A UK government plan to give housing association tenants the right to buy their home has the potential to deter institutional investors from putting money into the sector and building tens of thousands of homes with lower rents, the British Property Federation has warned. 

The proposal would give housing association tenants the right to buy their rented home at a discount to the market price. It was first proposed by David Cameron’s government in 2015, and it has now been revived by Boris Johnson. It is a reboot of a policy introduced by Margaret Thatcher in the 1980s that gave tenants the same right to buy socially rented homes from local authorities. 

Proponents of the scheme say it gives lower-income renters the ability to own their property.

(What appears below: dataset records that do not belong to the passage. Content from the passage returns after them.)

//! Integration tests for the Postgres store.
//! Requires a Postgres instance. Set DATABASE_TEST_URL or these tests are skipped.
//!
//! Tests use fresh random user ids so they can run in parallel against
//! a shared database.

use chrono::NaiveDate;
use sqlx::PgPool;
use uuid::Uuid;

use cluetrail_common::{AuditEntry, ClueCategory, GeoPoint, NewClue, NewSearchArea};
use cluetrail_engine::{BuzzStore, Notifier};
use cluetrail_store::PgBuzzStore;

async fn test_store() -> Option<PgBuzzStore> {
    let url = std::env::var("DATABASE_TEST_URL").ok()?;
    let pool = PgPool::connect(&url).await.ok()?;
    let store = PgBuzzStore::new(pool);
    store.migrate().await.ok()?;
    Some(store)
}

fn day() -> NaiveDate {
    NaiveDate::from_ymd_opt(2025, 6, 3).unwrap()
}

fn new_clue(user_id: Uuid) -> NewClue {
    NewClue {
        user_id,
        title_it: "La livrea".to_string(),
        title_en: "The livery".to_string(),
        description_it: "La sua livrea è grigia.".to_string(),
        description_en: "Its livery is grey.".to_string(),
        category: ClueCategory::Prize,
        week: 4,
        cost_cents: 199,
        is_misleading: false,
    }
}

// =========================================================================
// Tests
// =========================================================================

#[tokio::test]
async fn increment_returns_sequential_counts() {
    let Some(store) = test_store().await else {
        return;
    };
    let user = Uuid::new_v4();

    assert_eq!(store.increment_daily_counter(user, day()).await.unwrap(), 1);
    assert_eq!(store.increment_daily_counter(user, day()).await.unwrap(), 2);
    assert_eq!(store.increment_daily_counter(user, day()).await.unwrap(), 3);
}

#[tokio::test]
async fn counters_are_per_day() {
    let Some(store) = test_store().await else {
        return;
    };
    let user = Uuid::new_v4();
    let next_day = day().succ_opt().unwrap();

    store.increment_daily_counter(user, day()).await.unwrap();
    store.increment_daily_counter(user, day()).await.unwrap();
    assert_eq!(
        store.increment_daily_counter(user, next_day).await.unwrap(),
        1
    );
    assert_eq!(store.current_daily_count(user, day()).await.unwrap(), 2);
}

#[tokio::test]
async fn current_count_is_zero_for_unknown_user() {
    let Some(store) = test_store().await else {
        return;
    };
    assert_eq!(
        store
            .current_daily_count(Uuid::new_v4(), day())
            .await
            .unwrap(),
        0
    );
}

#[tokio::test]
async fn used_clue_markers_round_trip() {
    let Some(store) = test_store().await else {
        return;
    };
    let user = Uuid::new_v4();

    store
        .mark_clue_used(user, 2, ClueCategory::Location, "loc-vague-north")
        .await
        .unwrap();
    // Marking twice must be a no-op, not an error.
    store
        .mark_clue_used(user, 2, ClueCategory::Location, "loc-vague-north")
        .await
        .unwrap();
    store
        .mark_clue_used(user, 2, ClueCategory::Location, "loc-vague-water")
        .await
        .unwrap();

    let used = store
        .used_clue_keys(user, 2, ClueCategory::Location)
        .await
        .unwrap();
    assert_eq!(used.len(), 2);
    assert!(used.contains("loc-vague-north"));

    // Different week and category are separate histories.
    assert!(store
        .used_clue_keys(user, 3, ClueCategory::Location)
        .await
        .unwrap()
        .is_empty());
    assert!(store
        .used_clue_keys(user, 2, ClueCategory::Prize)
        .await
        .unwrap()
        .is_empty());
}

#[tokio::test]
async fn clue_insert_and_read_back() {
    let Some(store) = test_store().await else {
        return;
    };
    let user = Uuid::new_v4();

    let id = store.insert_clue(&new_clue(user)).await.unwrap();

    let clues = store.clues_for_user(user).await.unwrap();
    assert_eq!(clues.len(), 1);
    assert_eq!(clues[0].id, id);
    assert_eq!(clues[0].category, "prize");
    assert_eq!(clues[0].week, 4);
    assert_eq!(clues[0].cost_cents, 199);
}

#[tokio::test]
async fn search_areas_read_back_in_generation_order() {
    let Some(store) = test_store().await else {
        return;
    };
    let user = Uuid::new_v4();
    let center = GeoPoint {
        lat: 43.3188,
        lng: 11.3308,
    };

    for generation in [2u32, 1, 3] {
        store
            .insert_search_area(&NewSearchArea {
                user_id: user,
                center,
                radius_km: 500.0 * 0.95f64.powi(generation as i32 - 1),
                generation,
                week: 1,
                clue_id: None,
            })
            .await
            .unwrap();
    }

    let areas = store.search_areas(user).await.unwrap();
    let generations: Vec<u32> = areas.iter().map(|a| a.generation).collect();
    assert_eq!(generations, vec![1, 2, 3]);
    assert!(areas.iter().all(|a| a.center == center));
}

#[tokio::test]
async fn notification_insert_succeeds() {
    let Some(store) = test_store().await else {
        return;
    };
    let user = Uuid::new_v4();

    store
        .notify(user, "Nuovo indizio", "Un corso d'acqua scorre non lontano.")
        .await
        .unwrap();

    let count: i64 =
        sqlx::query_scalar("SELECT count(*) FROM notifications WHERE user_id = $1")
            .bind(user)
            .fetch_one(store.pool())
            .await
            .unwrap();
    assert_eq!(count, 1);
}

#[tokio::test]
async fn audit_entries_append() {
    let Some(store) = test_store().await else {
        return;
    };
    let user = Uuid::new_v4();

    store
        .record_audit(&AuditEntry {
            user_id: user,
            action: "buzz".to_string(),
            outcome: "success".to_string(),
            detail: Some("count 1".to_string()),
        })
        .await
        .unwrap();

    let count: i64 = sqlx::query_scalar("SELECT count(*) FROM audit_log WHERE user_id = $1")
        .bind(user)
        .fetch_one(store.pool())
        .await
        .unwrap();
    assert_eq!(count, 1);
}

Critics argue that the homes sold are very often not replaced, so the supply of overall affordable housing drops. 

Earlier this year the BPF produced a paper arguing there are institutional investors willing to plough up to £10B a year into the affordable housing sector. Combined with debt and more government funding, this could facilitate the building of 140,000 homes a year. 

The paper was produced in conjunction with Legal & General Capital, and supported by a steering group including M&G Investments, PGIM, Federated Hermes and LaSalle Investment Management.

Those investors are attracted by the stable returns offered by affordable housing. But the new proposal must be carefully constructed to avoid making those returns less predictable, the BPF said. 

“New private capital, both equity and debt, has started flowing into the sector, attracted by its stability and returns,” BPF Director of Policy Ian Fletcher said. “It is important this announcement does not risk undermining the interest in investment in the sector and further reducing supply.”

The potential problem lies in the fact that if housing association tenants can buy their own home, investors don’t know what the income will be from their portfolios.

It also has the potential to create blocks of apartments that start off owned solely by investors, then become a mix of rented and owner-occupied homes, which institutions don't like because it reduces their control of the environment. 

And the cost of building a new home can sometimes be higher than the price at which an old home was bought from a tenant, making it uneconomical to build new units. 

“While the extension of right to buy to housing associations may support more people into homeownership, the homes bought must be replaced on a like-for-like basis,” Fletcher said. “Without this, the availability of affordable homes will continue to be stretched at a time when we urgently need more stock, not less.”

The initiative also fundamentally misses the core issue, helping people into social housing and reducing the waiting list, Fletcher said. Extending right to buy runs the risk of exacerbating this challenge by diverting government funding away from new affordable housing supply.

The government has said it will ensure homes sold to tenants are replaced, with the cost potentially being partially borne by the state.